The ST-45 CC was the most prevalent complex during all study years. The odds of a C. jejuni isolate being of this clonal complex were higher in Area A (OR 2.74, IC_95% [1.30, 5.76]) and Area C (OR 2.17, IC_95% [1.03, 4.32]) than in Area B. No influence of the month of sampling or year of collection on the frequency of ST-45 CC was observed.
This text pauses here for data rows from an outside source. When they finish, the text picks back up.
impl Reader {
    /// A reader over an open handle. Nothing is read until
    /// [`Reader::read`].
    pub fn new(handle: IoHandle) -> Self {
        Self {
            handle,
            record: None,
        }
    }

    /// Probe a file's version without parsing it.
    pub fn version_of(path: impl AsRef<Path>) -> Result<Version, FormatError> {
        let handle = IoHandle::open_read(path)?;
        let signature = handle.read_exact_at(0, Version::SIGNATURE_LEN).map_err(|_| {
            FormatError::Truncated {
                message: "file is shorter than the nine-byte version signature".to_string(),
            }
        })?;
        handle.close();
        Version::from_signature(&signature)
    }

    /// Parse the file, resolving TREs through the process-wide registry.
    pub fn read(&mut self) -> Result<&Record, FormatError> {
        let registry = TreRegistry::global_read();
        self.read_with_registry(&registry)
    }

    /// Parse the file against an explicit TRE registry.
    pub fn read_with_registry(&mut self, registry: &TreRegistry) -> Result<&Record, FormatError> {
        self.handle.seek(SeekFrom::Start(0))?;
        let mut cursor = HandleCursor::new(&self.handle);

        let signature = cursor.take_bytes(Version::SIGNATURE_LEN, "version signature")?;
        let version = Version::from_signature(&signature)?;
        debug!("parsing {} file {}", version, self.handle.name());

        let (header, lengths) = FileHeader::parse(version, &mut cursor, registry)?;
        let header_end = cursor.pos()?;
        if lengths.header_length != 0 && lengths.header_length != header_end {
            warn!(
                "file header declares {} bytes but spans {}",
                lengths.header_length, header_end
            );
        }

        let mut record = Record::new(version);
        record.header = header;
        let mut offset = header_end;
        offset = self.parse_images(&mut record, &lengths, offset, registry)?;
        offset = self.parse_graphics(&mut record, &lengths, offset, registry)?;
        offset = self.parse_labels(&mut record, &lengths, offset, registry)?;
        offset = self.parse_texts(&mut record, &lengths, offset, registry)?;
        offset = self.parse_data_extensions(&mut record, &lengths, offset, registry)?;
        offset = self.parse_reserved_extensions(&mut record, &lengths, offset)?;

        if lengths.file_length != offset {
            warn!(
                "file header declares {} total bytes but segments end at {}",
                lengths.file_length, offset
            );
        }

        validate_overflow_refs(&record)?;

        self.record = Some(record);
        Ok(self.record.as_ref().expect("just stored"))
    }

    /// The parsed record, if [`Reader::read`] has succeeded.
    pub fn record(&self) -> Option<&Record> {
        self.record.as_ref()
    }

    /// Mutable access to the parsed record.
    pub fn record_mut(&mut self) -> Option<&mut Record> {
        self.record.as_mut()
    }

    /// Consume the reader, keeping the record.
    pub fn into_record(self) -> Option<Record> {
        self.record
    }

    // -------------------------------------------------------------------------
    // Per-segment readers
    // -------------------------------------------------------------------------

    /// A pixel reader for an image segment.
    pub fn image_reader(&self, index: usize) -> Result<ImageReader, FormatError> {
        let record = self.record.as_ref().ok_or(FormatError::NotParsed)?;
        let segment = record
            .images()
            .get(index)
            .ok_or_else(|| missing(SegmentKind::Image, index, record.images().len()))?;
        let extent = segment.extent.unwrap_or_default();
        ImageReader::new(self.handle.clone(), &segment.subheader, extent, index)
    }

    /// A byte reader for a graphic segment's data.
    pub fn graphic_reader(&self, index: usize) -> Result<SegmentReader, FormatError> {
        self.segment_reader(SegmentKind::Graphic, index)
    }

    /// A byte reader for a label segment's data.
    pub fn label_reader(&self, index: usize) -> Result<SegmentReader, FormatError> {
        self.segment_reader(SegmentKind::Label, index)
    }

    /// A byte reader for a text segment's data.
    pub fn text_reader(&self, index: usize) -> Result<SegmentReader, FormatError> {
        self.segment_reader(SegmentKind::Text, index)
    }

    /// A byte reader for a data extension segment's data.
    pub fn des_reader(&self, index: usize) -> Result<SegmentReader, FormatError> {
        self.segment_reader(SegmentKind::DataExtension, index)
    }

    /// A byte reader for a reserved extension segment's data.
    pub fn res_reader(&self, index: usize) -> Result<SegmentReader, FormatError> {
        self.segment_reader(SegmentKind::ReservedExtension, index)
    }

    fn segment_reader(
        &self,
        kind: SegmentKind,
        index: usize,
    ) -> Result<SegmentReader, FormatError> {
        let record = self.record.as_ref().ok_or(FormatError::NotParsed)?;
        let extent = match kind {
            SegmentKind::Graphic => record.graphics().get(index).and_then(|s| s.extent),
            SegmentKind::Label => record.labels().get(index).and_then(|s| s.extent),
            SegmentKind::Text => record.texts().get(index).and_then(|s| s.extent),
            SegmentKind::DataExtension => {
                record.data_extensions().get(index).and_then(|s| s.extent)
            }
            SegmentKind::ReservedExtension => record
                .reserved_extensions()
                .get(index)
                .and_then(|s| s.extent),
            SegmentKind::Image => None,
        };
        let extent = extent.ok_or_else(|| missing(kind, index, record.segment_count(kind)))?;
        Ok(SegmentReader::new(self.handle.clone(), extent))
    }

    // -------------------------------------------------------------------------
    // Segment parsing
    // -------------------------------------------------------------------------

    fn parse_images(
        &self,
        record: &mut Record,
        lengths: &HeaderLengths,
        mut offset: u64,
        registry: &TreRegistry,
    ) -> Result<u64, FormatError> {
        for (index, &(subheader_len, data_len)) in lengths.images.iter().enumerate() {
            let buf = self.subheader_bytes(SegmentKind::Image, index, offset, subheader_len)?;
            let (subheader, consumed) =
                ImageSubheader::parse(record.version(), &buf, registry)
                    .map_err(|err| in_segment(err, SegmentKind::Image, index))?;
            check_consumed(SegmentKind::Image, index, consumed, subheader_len)?;
            let segment = record.new_image_segment();
            segment.subheader = subheader;
            segment.info.subheader_length = subheader_len;
            segment.info.data_length = data_len;
            segment.extent = Some(DataExtent {
                offset: offset + subheader_len,
                length: data_len,
            });
            offset += subheader_len + data_len;
        }
        Ok(offset)
    }

    fn parse_graphics(
        &self,
        record: &mut Record,
        lengths: &HeaderLengths,
        mut offset: u64,
        registry: &TreRegistry,
    ) -> Result<u64, FormatError> {
        for (index, &(subheader_len, data_len)) in lengths.graphics.iter().enumerate() {
            let buf = self.subheader_bytes(SegmentKind::Graphic, index, offset, subheader_len)?;
            let (subheader, consumed) =
                GraphicSubheader::parse(record.version(), &buf, registry)
                    .map_err(|err| in_segment(err, SegmentKind::Graphic, index))?;
            check_consumed(SegmentKind::Graphic, index, consumed, subheader_len)?;
            let segment = record.new_graphic_segment();
            segment.subheader = subheader;
            segment.info.subheader_length = subheader_len;
            segment.info.data_length = data_len;
            segment.extent = Some(DataExtent {
                offset: offset + subheader_len,
                length: data_len,
            });
            offset += subheader_len + data_len;
        }
        Ok(offset)
    }

    fn parse_labels(
        &self,
        record: &mut Record,
        lengths: &HeaderLengths,
        mut offset: u64,
        registry: &TreRegistry,
    ) -> Result<u64, FormatError> {
        for (index, &(subheader_len, data_len)) in lengths.labels.iter().enumerate() {
            let buf = self.subheader_bytes(SegmentKind::Label, index, offset, subheader_len)?;
            let (subheader, consumed) = LabelSubheader::parse(&buf, registry)
                .map_err(|err| in_segment(err, SegmentKind::Label, index))?;
            check_consumed(SegmentKind::Label, index, consumed, subheader_len)?;
            let segment = record
                .new_label_segment()
                .map_err(|_| FormatError::LengthMismatch {
                    kind: SegmentKind::Label,
                    index,
                    message: "label segment in a file version without them".to_string(),
                })?;
            segment.subheader = subheader;
            segment.info.subheader_length = subheader_len;
            segment.info.data_length = data_len;
            segment.extent = Some(DataExtent {
                offset: offset + subheader_len,
                length: data_len,
            });
            offset += subheader_len + data_len;
        }
        Ok(offset)
    }

    fn parse_texts(
        &self,
        record: &mut Record,
        lengths: &HeaderLengths,
        mut offset: u64,
        registry: &TreRegistry,
    ) -> Result<u64, FormatError> {
        for (index, &(subheader_len, data_len)) in lengths.texts.iter().enumerate() {
            let buf = self.subheader_bytes(SegmentKind::Text, index, offset, subheader_len)?;
            let (subheader, consumed) = TextSubheader::parse(record.version(), &buf, registry)
                .map_err(|err| in_segment(err, SegmentKind::Text, index))?;
            check_consumed(SegmentKind::Text, index, consumed, subheader_len)?;
            let segment = record.new_text_segment();
            segment.subheader = subheader;
            segment.info.subheader_length = subheader_len;
            segment.info.data_length = data_len;
            segment.extent = Some(DataExtent {
                offset: offset + subheader_len,
                length: data_len,
            });
            offset += subheader_len + data_len;
        }
        Ok(offset)
    }

    fn parse_data_extensions(
        &self,
        record: &mut Record,
        lengths: &HeaderLengths,
        mut offset: u64,
        registry: &TreRegistry,
    ) -> Result<u64, FormatError> {
        for (index, &(subheader_len, data_len)) in lengths.data_extensions.iter().enumerate() {
            let buf =
                self.subheader_bytes(SegmentKind::DataExtension, index, offset, subheader_len)?;
            let (subheader, consumed) = DesSubheader::parse(record.version(), &buf, registry)
                .map_err(|err| in_segment(err, SegmentKind::DataExtension, index))?;
            check_consumed(SegmentKind::DataExtension, index, consumed, subheader_len)?;
            let segment = record.new_data_extension_segment();
            segment.subheader = subheader;
            segment.info.subheader_length = subheader_len;
            segment.info.data_length = data_len;
            segment.extent = Some(DataExtent {
                offset: offset + subheader_len,
                length: data_len,
            });
            offset += subheader_len + data_len;
        }
        Ok(offset)
    }

    fn parse_reserved_extensions(
        &self,
        record: &mut Record,
        lengths: &HeaderLengths,
        mut offset: u64,
    ) -> Result<u64, FormatError> {
        for (index, &(subheader_len, data_len)) in lengths.reserved_extensions.iter().enumerate()
        {
            let buf = self.subheader_bytes(
                SegmentKind::ReservedExtension,
                index,
                offset,
                subheader_len,
            )?;
            let (subheader, consumed) = ResSubheader::parse(record.version(), &buf)
                .map_err(|err| in_segment(err, SegmentKind::ReservedExtension, index))?;
            check_consumed(SegmentKind::ReservedExtension, index, consumed, subheader_len)?;
            let segment = record.new_reserved_extension_segment();
            segment.subheader = subheader;
            segment.info.subheader_length = subheader_len;
            segment.info.data_length = data_len;
            segment.extent = Some(DataExtent {
                offset: offset + subheader_len,
                length: data_len,
            });
            offset += subheader_len + data_len;
        }
        Ok(offset)
    }

    fn subheader_bytes(
        &self,
        kind: SegmentKind,
        index: usize,
        offset: u64,
        len: u64,
    ) -> Result<Vec<u8>, FormatError> {
        self.handle
            .read_exact_at(offset, len as usize)
            .map(|bytes| bytes.to_vec())
            .map_err(|_| FormatError::LengthMismatch {
                kind,
                index,
                message: format!(
                    "subheader declares {} bytes at offset {} past the end of the file",
                    len, offset
                ),
            })
    }
}
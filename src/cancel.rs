//! Cooperative cancellation.
//!
//! Long operations (image reads, file writes) check a shared flag at
//! their natural boundaries: between blocks during a read, between
//! segments during a write. Cancellation is advisory; on observing the
//! flag the operation fails with its layer's `Cancelled` error and any
//! partial output is indeterminate.

use std::sync::atomic::{AtomicBool, Ordering};
use std::sync::Arc;

/// A cheaply clonable cancellation flag.
#[derive(Debug, Clone, Default)]
pub struct CancelFlag {
    cancelled: Arc<AtomicBool>,
}

impl CancelFlag {
    /// A new, unset flag.
    pub fn new() -> Self {
        Self::default()
    }

    /// Request cancellation. Every clone observes the request.
    pub fn cancel(&self) {
        self.cancelled.store(true, Ordering::Relaxed);
    }

    /// Whether cancellation has been requested.
    pub fn is_cancelled(&self) -> bool {
        self.cancelled.load(Ordering::Relaxed)
    }
}
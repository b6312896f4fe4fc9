//! Write-then-read tests: length back-fill, pattern fidelity, segment
//! data, failure modes.

use nitf_io::{
    ImageSource, IoHandle, MemorySource, Reader, Record, SegmentKind, SubWindow, Version,
    WriteError, Writer,
};

use super::test_utils::{configure_mono_image, striped_pattern};

// =============================================================================
// Write → Reopen → Read
// =============================================================================

#[test]
fn test_striped_pattern_write_read() {
    // 256×256 single band of alternating 0x00/0xFF columns, period 16
    let pattern = striped_pattern(256, 256, 16);

    let mut record = Record::new(Version::Nitf21);
    record.new_image_segment();
    configure_mono_image(&mut record, 0, 256, 256);
    record.images_mut()[0].subheader.create_bands(1).unwrap();

    let dir = tempfile::tempdir().unwrap();
    let path = dir.path().join("stripes.ntf");

    let handle = IoHandle::create(&path).unwrap();
    let mut writer = Writer::new(handle.clone());
    let mut image_source = ImageSource::new();
    image_source.add_band(MemorySource::contiguous(pattern.clone()));
    writer.attach_image_source(0, image_source).unwrap();
    writer.prepare(&record).unwrap();
    writer.write().unwrap();
    handle.close();

    // Reopen and read the full window back
    let handle = IoHandle::open_read(&path).unwrap();
    let mut reader = Reader::new(handle);
    reader.read().unwrap();
    let mut image = reader.image_reader(0).unwrap();
    let window = SubWindow::new(0, 0, 256, 256, vec![0]);
    let bands = image.read(&window, None).unwrap();
    assert_eq!(bands[0], pattern);
}

#[test]
fn test_backfilled_lengths_survive_reparse() {
    let pattern = striped_pattern(32, 32, 16);
    let mut record = Record::new(Version::Nitf21);
    record.new_image_segment();
    configure_mono_image(&mut record, 0, 32, 32);
    record.images_mut()[0].subheader.create_bands(1).unwrap();

    let handle = IoHandle::memory();
    let mut writer = Writer::new(handle.clone());
    let mut image_source = ImageSource::new();
    image_source.add_band(MemorySource::contiguous(pattern));
    writer.attach_image_source(0, image_source).unwrap();
    writer.prepare(&record).unwrap();
    writer.write().unwrap();

    let bytes = handle.memory_contents().unwrap();
    let mut reader = Reader::new(IoHandle::from_vec(bytes.clone()));
    reader.read().unwrap();
    let parsed = reader.record().unwrap();

    // NUMI equals the image list length
    assert_eq!(parsed.images().len(), 1);
    assert_eq!(parsed.segment_count(SegmentKind::Image), 1);
    // The component table accounts for the entire file
    let info = parsed.images()[0].info;
    assert_eq!(info.data_length, 32 * 32);
    let header_len = bytes.len() as u64 - info.subheader_length - info.data_length;
    assert_eq!(header_len, 404);
}

#[test]
fn test_multi_segment_file() {
    let mut record = Record::new(Version::Nitf21);
    record.new_image_segment();
    configure_mono_image(&mut record, 0, 2, 2);
    record.images_mut()[0].subheader.create_bands(1).unwrap();
    {
        let text = record.new_text_segment();
        text.subheader.text_id.set_string("NOTES").unwrap();
        text.subheader.format.set_string("STA").unwrap();
    }
    {
        let des = record.new_data_extension_segment();
        des.subheader.type_id.set_string("XML_DATA_CONTENT").unwrap();
        des.subheader.type_version.set_uint(1).unwrap();
    }

    let handle = IoHandle::memory();
    let mut writer = Writer::new(handle.clone());
    let mut image_source = ImageSource::new();
    image_source.add_band(MemorySource::contiguous(vec![1u8, 2, 3, 4]));
    writer.attach_image_source(0, image_source).unwrap();
    writer
        .attach_text_source(0, MemorySource::contiguous(b"first light 06:12Z".to_vec()))
        .unwrap();
    writer
        .attach_des_source(
            0,
            MemorySource::contiguous(b"<SICD><ImageData/></SICD>".to_vec()),
        )
        .unwrap();
    writer.prepare(&record).unwrap();
    writer.write().unwrap();

    let mut reader = Reader::new(IoHandle::from_vec(handle.memory_contents().unwrap()));
    reader.read().unwrap();
    let parsed = reader.record().unwrap();
    assert_eq!(parsed.texts().len(), 1);
    assert_eq!(parsed.data_extensions().len(), 1);
    assert_eq!(parsed.texts()[0].subheader.text_id.as_str(), "NOTES");

    // Segment readers stream the ancillary data back
    let mut text = reader.text_reader(0).unwrap();
    assert_eq!(&text.read_to_end().unwrap()[..], b"first light 06:12Z");
    let mut des = reader.des_reader(0).unwrap();
    assert_eq!(des.size(), 25);
    assert_eq!(&des.read(6).unwrap()[..], b"<SICD>");
}

// =============================================================================
// Failure Modes
// =============================================================================

#[test]
fn test_short_segment_source() {
    struct LyingSource;

    impl nitf_io::DataSource for LyingSource {
        fn total_size(&self) -> u64 {
            100
        }

        fn read(&mut self, buf: &mut [u8]) -> Result<usize, nitf_io::IoError> {
            // Produces nothing despite declaring 100 bytes
            let _ = buf;
            Ok(0)
        }
    }

    let mut record = Record::new(Version::Nitf21);
    record.new_text_segment();

    let mut writer = Writer::new(IoHandle::memory());
    writer.attach_text_source(0, LyingSource).unwrap();
    writer.prepare(&record).unwrap();
    match writer.write() {
        Err(WriteError::ShortSource {
            kind: SegmentKind::Text,
            index: 0,
            declared: 100,
            produced: 0,
        }) => {}
        other => panic!("unexpected result: {other:?}"),
    }
}

#[test]
fn test_overflow_reference_validated_at_prepare() {
    let mut record = Record::new(Version::Nitf21);
    record.new_image_segment();
    configure_mono_image(&mut record, 0, 1, 1);
    record.images_mut()[0].subheader.create_bands(1).unwrap();
    record.images_mut()[0]
        .subheader
        .extended_overflow
        .set_uint(2)
        .unwrap();

    let mut writer = Writer::new(IoHandle::memory());
    assert!(matches!(
        writer.prepare(&record),
        Err(WriteError::Record(_))
    ));
}

#[test]
fn test_writer_output_is_truncated_on_failure() {
    // A short image source aborts mid-file; the output keeps whatever
    // was streamed before the failure
    let mut record = Record::new(Version::Nitf21);
    record.new_image_segment();
    configure_mono_image(&mut record, 0, 4, 4);
    record.images_mut()[0].subheader.create_bands(1).unwrap();

    let handle = IoHandle::memory();
    let mut writer = Writer::new(handle.clone());
    let mut image_source = ImageSource::new();
    image_source.add_band(MemorySource::contiguous(vec![0u8; 3]));
    writer.attach_image_source(0, image_source).unwrap();
    writer.prepare(&record).unwrap();
    assert!(writer.write().is_err());

    let bytes = handle.memory_contents().unwrap();
    // Header went out; the FL placeholder was never back-filled
    assert_eq!(&bytes[..9], b"NITF02.10");
    assert_eq!(&bytes[342..354], b"000000000000");
}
As no strain belonging to the ST-21 CC complex was isolated in 2012, the logistic regression model was constructed excluding this sampling year. Both area of slaughter and year of collection had a significant effect on the occurrence of ST-21 CC among C. jejuni-positive chicken flocks. An isolate from 2008 was more likely to be of the ST-21 CC than an isolate from 2004 (OR: 4.58, IC_95% [1.37–15.30]). Furthermore, the ST-21 CC appeared to be more frequently isolated from the flocks slaughtered in Areas B (OR: 13.5, IC_95% [3.30, 58.20]) and C (OR: 4.77, IC_95% [1.23, 18.50]) than in Area A.

The odds for a C. jejuni-positive chicken flock to be of the ST-677 CC were equally distributed among years of collection and site of slaughter such that no effect of either of these predictor variables could be seen.

ST-45 was the most common ST isolated from our study and represented 61.2% of the isolates belonging to the ST-45 CC complex. This ST was more commonly isolated in September (OR: 4.09, IC_95% [1.09, 15.30]) and from October to December (OR: 5.29, IC_95% [1.24, 22.60]) than from January to June. The area of slaughter or year of collection had no influence on the probability of detecting an ST-45 strain in a positive chicken flocks.

Discussion

Our study included an average of 136 chicken farms each year and encompassed a total of 7894 chicken batches representing estimated 276 million birds slaughtered during five study years. Finland has a low prevalence of C. jejuni in chicken slaughter batches relative to the occurrence in other EU member states [28], making Finland a valuable model for studying the epidemiology of Campylobacter distribution in poultry flocks. We found that each year approximately a quarter of Finnish chicken farms delivered C. jejuni-colonized batches to slaughter and over half (59.6%) of the 114 farms from which C. jejuni-positive batches were obtained delivered positive batches in only one of the study years. Even though the C. jejuni population in Finnish chickens was diverse as assessed by MLST and PFGE typing, the composition of it was relatively stable within the study-period due to the predominance of certain MLST types.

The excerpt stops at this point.